Description: A probit model is a type of regression used to model binary outcome variables, that is, those that can only take two values, such as ‘yes’ or ‘no’, ‘success’ or ‘failure’. This model is based on the cumulative distribution function of the normal distribution, allowing the estimation of the probability of an event occurring based on one or more independent variables. Unlike logistic regression, which uses the logistic function, the probit model transforms the dependent variable through the normal function, which may be more suitable in certain statistical contexts. The main characteristics of the probit model include its ability to handle binary data and its interpretation in terms of probabilities. Additionally, it is particularly useful when it is assumed that errors in the model follow a normal distribution. This approach is widely used in various disciplines, such as economics, biology, and social sciences, where it is necessary to analyze binary decisions or discrete events. The estimation of the model parameters is commonly performed using the maximum likelihood method, which allows for robust and reliable results in predicting probabilities of binary events.
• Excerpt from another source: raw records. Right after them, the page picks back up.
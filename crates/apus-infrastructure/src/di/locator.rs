//! Service Locator
//!
//! Named accessors for the well-known capabilities, so call sites read
//! `locator.haptics()` instead of `registry.resolve::<dyn HapticFeedback>()`.
//! The locator holds nothing but a registry handle; every accessor delegates
//! to the required resolve and inherits the registry's override semantics.

use std::sync::Arc;

use apus_domain::ports::{
    BarcodeDetector, CameraManager, ContourDetector, DetectionResultsStore, ErrorReporter,
    HapticFeedback, ImageClassifier, ObjectDetector, PermissionService, PhotoLibraryService,
    TextRecognizer, UnifiedObjectDetector,
};
use apus_domain::value_objects::AppSettings;

use super::registry::Registry;
use crate::config::AppConfig;

/// Service locator for application capabilities
#[derive(Debug, Clone)]
pub struct ServiceLocator {
    registry: Registry,
}

impl ServiceLocator {
    /// Locator over an explicit registry
    pub fn new(registry: Registry) -> Self {
        Self { registry }
    }

    /// Locator over the process-wide registry
    pub fn shared() -> Self {
        Self::new(Registry::shared().clone())
    }

    /// The registry behind this locator
    pub fn registry(&self) -> &Registry {
        &self.registry
    }

    // ========================================================================
    // Camera and vision
    // ========================================================================

    pub fn camera_manager(&self) -> Arc<dyn CameraManager> {
        self.registry.resolve()
    }

    pub fn object_detector(&self) -> Arc<dyn ObjectDetector> {
        self.registry.resolve()
    }

    pub fn image_classifier(&self) -> Arc<dyn ImageClassifier> {
        self.registry.resolve()
    }

    pub fn contour_detector(&self) -> Arc<dyn ContourDetector> {
        self.registry.resolve()
    }

    pub fn text_recognizer(&self) -> Arc<dyn TextRecognizer> {
        self.registry.resolve()
    }

    pub fn unified_object_detector(&self) -> Arc<dyn UnifiedObjectDetector> {
        self.registry.resolve()
    }

    pub fn barcode_detector(&self) -> Arc<dyn BarcodeDetector> {
        self.registry.resolve()
    }

    pub fn haptics(&self) -> Arc<dyn HapticFeedback> {
        self.registry.resolve()
    }

    // ========================================================================
    // Services
    // ========================================================================

    pub fn permission_service(&self) -> Arc<dyn PermissionService> {
        self.registry.resolve()
    }

    pub fn photo_library(&self) -> Arc<dyn PhotoLibraryService> {
        self.registry.resolve()
    }

    pub fn error_reporter(&self) -> Arc<dyn ErrorReporter> {
        self.registry.resolve()
    }

    /// History of saved detection results, shared by every caller
    pub fn detection_results(&self) -> Arc<dyn DetectionResultsStore> {
        self.registry.resolve()
    }

    // ========================================================================
    // Configuration
    // ========================================================================

    pub fn settings(&self) -> Arc<AppSettings> {
        self.registry.resolve()
    }

    pub fn config(&self) -> Arc<AppConfig> {
        self.registry.resolve()
    }
}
History: The probit model was developed in the 1930s by American economist Chester Ittner Bliss, who introduced it as a way to analyze binary data in the context of agricultural research. Over the years, the model has evolved and become more accessible thanks to the development of statistical software that allows its implementation in various research areas.
Uses: The probit model is primarily used in economics to analyze consumption decisions, in medicine to study the effectiveness of treatments, and in social sciences to investigate behaviors and choices. It is also applied in marketing studies to predict the likelihood of a consumer choosing one product over another.
Examples: A practical example of using the probit model is in a study analyzing the likelihood of a patient adhering to a medical treatment based on variables such as age, gender, and income level. Another example is in market research, where it can be used to predict whether a customer will purchase a product based on demographic characteristics and preferences.